(Beginning of Provided data)
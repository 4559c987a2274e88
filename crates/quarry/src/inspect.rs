// SPDX-FileCopyrightText: 2026 Quarry Contributors
// SPDX-License-Identifier: MIT OR Apache-2.0

//! `quarry templates` and `quarry match`.

use std::process::ExitCode;

use quarry_config::QuarryConfig;
use quarry_templates::{Category, MatchOutcome, TemplateLibrary, TemplateMatcher};

pub fn list_templates(category: Option<&str>) -> ExitCode {
    let library = TemplateLibrary::standard();
    let filter = match category.map(|c| c.trim().to_lowercase().parse::<Category>()) {
        None => None,
        Some(Ok(category)) => Some(category),
        Some(Err(_)) => {
            eprintln!(
                "quarry: unknown category '{}' (expected products, tasks, customers, adoption, telemetry or analytics)",
                category.unwrap_or_default()
            );
            return ExitCode::FAILURE;
        }
    };

    for template in library
        .templates()
        .iter()
        .filter(|t| filter.is_none_or(|c| t.category == c))
    {
        println!("{:<36} {:<10} {}", template.id, template.category, template.description);
        if let Some(example) = template.examples.first() {
            println!("{:<36} {:<10} e.g. \"{example}\"", "", "");
        }
    }
    ExitCode::SUCCESS
}

pub fn explain_match(config: &QuarryConfig, question: &str) -> ExitCode {
    let matcher = TemplateMatcher::new(TemplateLibrary::standard(), config.matcher.clone());
    match matcher.evaluate(question) {
        MatchOutcome::Matched(m) => {
            println!("template:   {}", m.template.id);
            println!("category:   {}", m.template.category);
            println!("confidence: {:.2}", m.confidence);
            let params = serde_json::to_string(&m.params).unwrap_or_default();
            println!("parameters: {params}");
            let missing = m.template.missing_required(&m.params);
            if !missing.is_empty() {
                println!("missing:    {}", missing.join(", "));
            }
            let query = m.template.build_query(&m.params);
            match serde_json::to_string_pretty(&query) {
                Ok(query) => println!("query:\n{query}"),
                Err(e) => eprintln!("quarry: could not render query: {e}"),
            }
            ExitCode::SUCCESS
        }
        MatchOutcome::BelowThreshold {
            template_id,
            confidence,
        } => {
            println!(
                "no match: best template {template_id} scored {confidence:.2}, below threshold {:.2}",
                matcher.threshold()
            );
            ExitCode::FAILURE
        }
        MatchOutcome::NoPattern => {
            println!("no match: no template pattern matched");
            ExitCode::FAILURE
        }
    }
}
(End of Provided data)
__Required action__. Find the word "eprintln" in the data and show each line that holds it.

__Exercise answer__.
            eprintln!(
                Err(e) => eprintln!("quarry: could not render query: {e}"),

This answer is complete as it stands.